Exercise material below:
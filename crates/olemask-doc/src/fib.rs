//! The parts of the File Information Block needed to find the piece table.

use crate::error::DocError;

pub const WORD_IDENT: u16 = 0xA5EC;

const OFFSET_FLAGS: usize = 0x000A;
const OFFSET_FC_CLX: usize = 0x01A2;
const OFFSET_LCB_CLX: usize = 0x01A6;

const FLAG_ENCRYPTED: u16 = 0x0100;
const FLAG_WHICH_TABLE: u16 = 0x0200;

#[derive(Debug, Clone, Copy, PartialEq, Eq)]
pub struct Fib {
    pub ident: u16,
    pub flags: u16,
    pub fc_clx: u32,
    pub lcb_clx: u32,
}

impl Fib {
    pub fn parse(word_doc: &[u8]) -> Result<Self, DocError> {
        let too_short = || DocError::FibTooShort { len: word_doc.len() };
        let ident = read_u16(word_doc, 0).ok_or_else(too_short)?;
        if ident != WORD_IDENT {
            return Err(DocError::BadIdent { ident });
        }
        Ok(Self {
            ident,
            flags: read_u16(word_doc, OFFSET_FLAGS).ok_or_else(too_short)?,
            fc_clx: read_u32(word_doc, OFFSET_FC_CLX).ok_or_else(too_short)?,
            lcb_clx: read_u32(word_doc, OFFSET_LCB_CLX).ok_or_else(too_short)?,
        })
    }

    pub fn is_encrypted(&self) -> bool {
        self.flags & FLAG_ENCRYPTED != 0
    }

    /// `1Table` when `fWhichTblStm` is set, `0Table` otherwise.
    pub fn table_stream_name(&self) -> &'static str {
        if self.flags & FLAG_WHICH_TABLE != 0 {
            "1Table"
        } else {
            "0Table"
        }
    }
}

pub(crate) fn read_u16(buf: &[u8], offset: usize) -> Option<u16> {
    let b = buf.get(offset..offset.checked_add(2)?)?;
    Some(u16::from_le_bytes([b[0], b[1]]))
}

pub(crate) fn read_u32(buf: &[u8], offset: usize) -> Option<u32> {
    let b = buf.get(offset..offset.checked_add(4)?)?;
    Some(u32::from_le_bytes([b[0], b[1], b[2], b[3]]))
}
//! Chart substream text: series names, wrapped future records, and records whose string layout
//! is only known loosely.

use olemask_core::{
    decode_codepage_indexed, decode_utf16le_indexed, redact_decoded, MaskContext, StreamBuffer,
};

use crate::records::{BiffRecord, RECORD_FRTWRAPPER, RECORD_SERIESTEXT};
use crate::strings::{redact_string, XlUnicodeString};

/// Shortest run of printable characters the fallback scan considers.
pub const MIN_PRINTABLE_RUN: usize = 5;

/// `SeriesText`: `id: u16` followed by a ShortXLUnicodeString.
pub fn redact_series_text(
    ctx: &MaskContext<'_>,
    stream: &mut StreamBuffer,
    record: &BiffRecord,
    codepage: u16,
    site: &str,
) -> usize {
    redact_short_string(ctx, stream, record.data_start + 2, record.data_end, codepage, site)
}

/// `FrtWrapper` carrying a `SeriesText`.
///
/// Payload: `rt: u16` (0x0851), `grbitFrt: u16`, then the wrapped record header (`opcode: u16`,
/// `len: u16`), the series id and the ShortXLUnicodeString at payload offset 10. Anything else
/// is left alone.
pub fn redact_frt_wrapper(
    ctx: &MaskContext<'_>,
    stream: &mut StreamBuffer,
    record: &BiffRecord,
    codepage: u16,
    site: &str,
) -> usize {
    let payload = record.payload(stream.bytes());
    if payload.len() < 8 {
        return 0;
    }
    let rt = u16::from_le_bytes([payload[0], payload[1]]);
    let wrapped = u16::from_le_bytes([payload[4], payload[5]]);
    let wrapped_len = u16::from_le_bytes([payload[6], payload[7]]) as usize;
    if rt != RECORD_FRTWRAPPER || wrapped != RECORD_SERIESTEXT {
        return 0;
    }
    let wrapped_end = record.data_start + 8 + wrapped_len;
    if wrapped_end > record.data_end {
        log::debug!("{site}: FrtWrapper at offset {} overruns its record", record.offset);
        return 0;
    }
    redact_short_string(ctx, stream, record.data_start + 10, wrapped_end, codepage, site)
}

fn redact_short_string(
    ctx: &MaskContext<'_>,
    stream: &mut StreamBuffer,
    offset: usize,
    limit: usize,
    codepage: u16,
    site: &str,
) -> usize {
    let bounded = &stream.bytes()[..limit.min(stream.len())];
    let Some((string, _)) = XlUnicodeString::parse_short(bounded, offset) else {
        return 0;
    };
    redact_string(ctx, stream, &string, codepage, site)
}

/// Scan a chart record payload for XLUnicodeStrings.
///
/// At each position a string parse is attempted; a parse that yields text advances past the
/// string, anything else resynchronizes one byte forward. When no string with text is found at
/// all, printable runs are masked instead (see [`redact_printable_runs`]).
pub fn scan_string_like(
    ctx: &MaskContext<'_>,
    stream: &mut StreamBuffer,
    record: &BiffRecord,
    codepage: u16,
    site: &str,
) -> usize {
    let (start, end) = (record.data_start, record.data_end);
    let mut pos = start;
    let mut hits = 0usize;
    let mut found_text = false;
    while pos < end {
        let parsed = XlUnicodeString::parse(&stream.bytes()[..end], pos);
        match parsed {
            Some((string, used)) if string.cch > 0 => {
                found_text = true;
                hits += redact_string(ctx, stream, &string, codepage, site);
                pos += used;
            }
            _ => pos += 1,
        }
    }
    if !found_text {
        hits += redact_printable_runs(ctx, stream, start, end, codepage, site);
    }
    hits
}

/// Heuristic fallback for payloads with no parseable string: mask hits inside runs of at least
/// [`MIN_PRINTABLE_RUN`] printable ASCII bytes, and inside runs of printable ASCII UTF-16LE units.
pub fn redact_printable_runs(
    ctx: &MaskContext<'_>,
    stream: &mut StreamBuffer,
    start: usize,
    end: usize,
    codepage: u16,
    site: &str,
) -> usize {
    let end = end.min(stream.len());
    let (ascii, wide) = printable_runs(&stream.bytes()[..end], start);
    if ascii.is_empty() && wide.is_empty() {
        return 0;
    }
    log::debug!(
        "{site}: no string structure found, falling back to {} printable runs",
        ascii.len() + wide.len()
    );

    let mut hits = 0usize;
    for (run_start, run_end) in ascii {
        let decoded =
            decode_codepage_indexed(&stream.bytes()[run_start..run_end], run_start, codepage);
        hits += redact_decoded(ctx, stream, &decoded, site);
    }
    for (run_start, run_end) in wide {
        let decoded = decode_utf16le_indexed(&stream.bytes()[run_start..run_end], run_start);
        hits += redact_decoded(ctx, stream, &decoded, site);
    }
    hits
}

fn is_printable(b: u8) -> bool {
    (0x20..=0x7E).contains(&b)
}

type Runs = Vec<(usize, usize)>;

fn printable_runs(bytes: &[u8], start: usize) -> (Runs, Runs) {
    let mut ascii = Vec::new();
    let mut pos = start;
    while pos < bytes.len() {
        if !is_printable(bytes[pos]) {
            pos += 1;
            continue;
        }
        let run_start = pos;
        while pos < bytes.len() && is_printable(bytes[pos]) {
            pos += 1;
        }
        if pos - run_start >= MIN_PRINTABLE_RUN {
            ascii.push((run_start, pos));
        }
    }

    let mut wide = Vec::new();
    let mut pos = start;
    while pos + 1 < bytes.len() {
        let run_start = pos;
        while pos + 1 < bytes.len() && is_printable(bytes[pos]) && bytes[pos + 1] == 0 {
            pos += 2;
        }
        if pos == run_start {
            pos += 1;
        } else if (pos - run_start) / 2 >= MIN_PRINTABLE_RUN {
            wide.push((run_start, pos));
        }
    }
    (ascii, wide)
}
End of Exercise material.
* [What you will do] Reproduce all of the records exactly.

* [Result below]
filename crates/olemask-doc/src/fib.rs
//! The parts of the File Information Block needed to find the piece table.

use crate::error::DocError;

pub const WORD_IDENT: u16 = 0xA5EC;

const OFFSET_FLAGS: usize = 0x000A;
const OFFSET_FC_CLX: usize = 0x01A2;
const OFFSET_LCB_CLX: usize = 0x01A6;

const FLAG_ENCRYPTED: u16 = 0x0100;
const FLAG_WHICH_TABLE: u16 = 0x0200;

#[derive(Debug, Clone, Copy, PartialEq, Eq)]
pub struct Fib {
    pub ident: u16,
    pub flags: u16,
    pub fc_clx: u32,
    pub lcb_clx: u32,
}

impl Fib {
    pub fn parse(word_doc: &[u8]) -> Result<Self, DocError> {
        let too_short = || DocError::FibTooShort { len: word_doc.len() };
        let ident = read_u16(word_doc, 0).ok_or_else(too_short)?;
        if ident != WORD_IDENT {
            return Err(DocError::BadIdent { ident });
        }
        Ok(Self {
            ident,
            flags: read_u16(word_doc, OFFSET_FLAGS).ok_or_else(too_short)?,
            fc_clx: read_u32(word_doc, OFFSET_FC_CLX).ok_or_else(too_short)?,
            lcb_clx: read_u32(word_doc, OFFSET_LCB_CLX).ok_or_else(too_short)?,
        })
    }

    pub fn is_encrypted(&self) -> bool {
        self.flags & FLAG_ENCRYPTED != 0
    }

    /// `1Table` when `fWhichTblStm` is set, `0Table` otherwise.
    pub fn table_stream_name(&self) -> &'static str {
        if self.flags & FLAG_WHICH_TABLE != 0 {
            "1Table"
        } else {
            "0Table"
        }
    }
}

pub(crate) fn read_u16(buf: &[u8], offset: usize) -> Option<u16> {
    let b = buf.get(offset..offset.checked_add(2)?)?;
    Some(u16::from_le_bytes([b[0], b[1]]))
}

pub(crate) fn read_u32(buf: &[u8], offset: usize) -> Option<u32> {
    let b = buf.get(offset..offset.checked_add(4)?)?;
    Some(u32::from_le_bytes([b[0], b[1], b[2], b[3]]))
}
//! Chart substream text: series names, wrapped future records, and records whose string layout
//! is only known loosely.

use olemask_core::{
    decode_codepage_indexed, decode_utf16le_indexed, redact_decoded, MaskContext, StreamBuffer,
};

use crate::records::{BiffRecord, RECORD_FRTWRAPPER, RECORD_SERIESTEXT};
use crate::strings::{redact_string, XlUnicodeString};

/// Shortest run of printable characters the fallback scan considers.
pub const MIN_PRINTABLE_RUN: usize = 5;

/// `SeriesText`: `id: u16` followed by a ShortXLUnicodeString.
pub fn redact_series_text(
    ctx: &MaskContext<'_>,
    stream: &mut StreamBuffer,
    record: &BiffRecord,
    codepage: u16,
    site: &str,
) -> usize {
    redact_short_string(ctx, stream, record.data_start + 2, record.data_end, codepage, site)
}

/// `FrtWrapper` carrying a `SeriesText`.
///
/// Payload: `rt: u16` (0x0851), `grbitFrt: u16`, then the wrapped record header (`opcode: u16`,
/// `len: u16`), the series id and the ShortXLUnicodeString at payload offset 10. Anything else
/// is left alone.
pub fn redact_frt_wrapper(
    ctx: &MaskContext<'_>,
    stream: &mut StreamBuffer,
    record: &BiffRecord,
    codepage: u16,
    site: &str,
) -> usize {
    let payload = record.payload(stream.bytes());
    if payload.len() < 8 {
        return 0;
    }
    let rt = u16::from_le_bytes([payload[0], payload[1]]);
    let wrapped = u16::from_le_bytes([payload[4], payload[5]]);
    let wrapped_len = u16::from_le_bytes([payload[6], payload[7]]) as usize;
    if rt != RECORD_FRTWRAPPER || wrapped != RECORD_SERIESTEXT {
        return 0;
    }
    let wrapped_end = record.data_start + 8 + wrapped_len;
    if wrapped_end > record.data_end {
        log::debug!("{site}: FrtWrapper at offset {} overruns its record", record.offset);
        return 0;
    }
    redact_short_string(ctx, stream, record.data_start + 10, wrapped_end, codepage, site)
}

fn redact_short_string(
    ctx: &MaskContext<'_>,
    stream: &mut StreamBuffer,
    offset: usize,
    limit: usize,
    codepage: u16,
    site: &str,
) -> usize {
    let bounded = &stream.bytes()[..limit.min(stream.len())];
    let Some((string, _)) = XlUnicodeString::parse_short(bounded, offset) else {
        return 0;
    };
    redact_string(ctx, stream, &string, codepage, site)
}

/// Scan a chart record payload for XLUnicodeStrings.
///
/// At each position a string parse is attempted; a parse that yields text advances past the
/// string, anything else resynchronizes one byte forward. When no string with text is found at
/// all, printable runs are masked instead (see [`redact_printable_runs`]).
pub fn scan_string_like(
    ctx: &MaskContext<'_>,
    stream: &mut StreamBuffer,
    record: &BiffRecord,
    codepage: u16,
    site: &str,
) -> usize {
    let (start, end) = (record.data_start, record.data_end);
    let mut pos = start;
    let mut hits = 0usize;
    let mut found_text = false;
    while pos < end {
        let parsed = XlUnicodeString::parse(&stream.bytes()[..end], pos);
        match parsed {
            Some((string, used)) if string.cch > 0 => {
                found_text = true;
                hits += redact_string(ctx, stream, &string, codepage, site);
                pos += used;
            }
            _ => pos += 1,
        }
    }
    if !found_text {
        hits += redact_printable_runs(ctx, stream, start, end, codepage, site);
    }
    hits
}

/// Heuristic fallback for payloads with no parseable string: mask hits inside runs of at least
/// [`MIN_PRINTABLE_RUN`] printable ASCII bytes, and inside runs of printable ASCII UTF-16LE units.
pub fn redact_printable_runs(
    ctx: &MaskContext<'_>,
    stream: &mut StreamBuffer,
    start: usize,
    end: usize,
    codepage: u16,
    site: &str,
) -> usize {
    let end = end.min(stream.len());
    let (ascii, wide) = printable_runs(&stream.bytes()[..end], start);
    if ascii.is_empty() && wide.is_empty() {
        return 0;
    }
    log::debug!(
        "{site}: no string structure found, falling back to {} printable runs",
        ascii.len() + wide.len()
    );

    let mut hits = 0usize;
    for (run_start, run_end) in ascii {
        let decoded =
            decode_codepage_indexed(&stream.bytes()[run_start..run_end], run_start, codepage);
        hits += redact_decoded(ctx, stream, &decoded, site);
    }
    for (run_start, run_end) in wide {
        let decoded = decode_utf16le_indexed(&stream.bytes()[run_start..run_end], run_start);
        hits += redact_decoded(ctx, stream, &decoded, site);
    }
    hits
}

fn is_printable(b: u8) -> bool {
    (0x20..=0x7E).contains(&b)
}

type Runs = Vec<(usize, usize)>;

fn printable_runs(bytes: &[u8], start: usize) -> (Runs, Runs) {
    let mut ascii = Vec::new();
    let mut pos = start;
    while pos < bytes.len() {
        if !is_printable(bytes[pos]) {
            pos += 1;
            continue;
        }
        let run_start = pos;
        while pos < bytes.len() && is_printable(bytes[pos]) {
            pos += 1;
        }
        if pos - run_start >= MIN_PRINTABLE_RUN {
            ascii.push((run_start, pos));
        }
    }

    let mut wide = Vec::new();
    let mut pos = start;
    while pos + 1 < bytes.len() {
        let run_start = pos;
        while pos + 1 < bytes.len() && is_printable(bytes[pos]) && bytes[pos + 1] == 0 {
            pos += 2;
        }
        if pos == run_start {
            pos += 1;
        } else if (pos - run_start) / 2 >= MIN_PRINTABLE_RUN {
            wide.push((run_start, pos));
        }
    }
    (ascii, wide)
}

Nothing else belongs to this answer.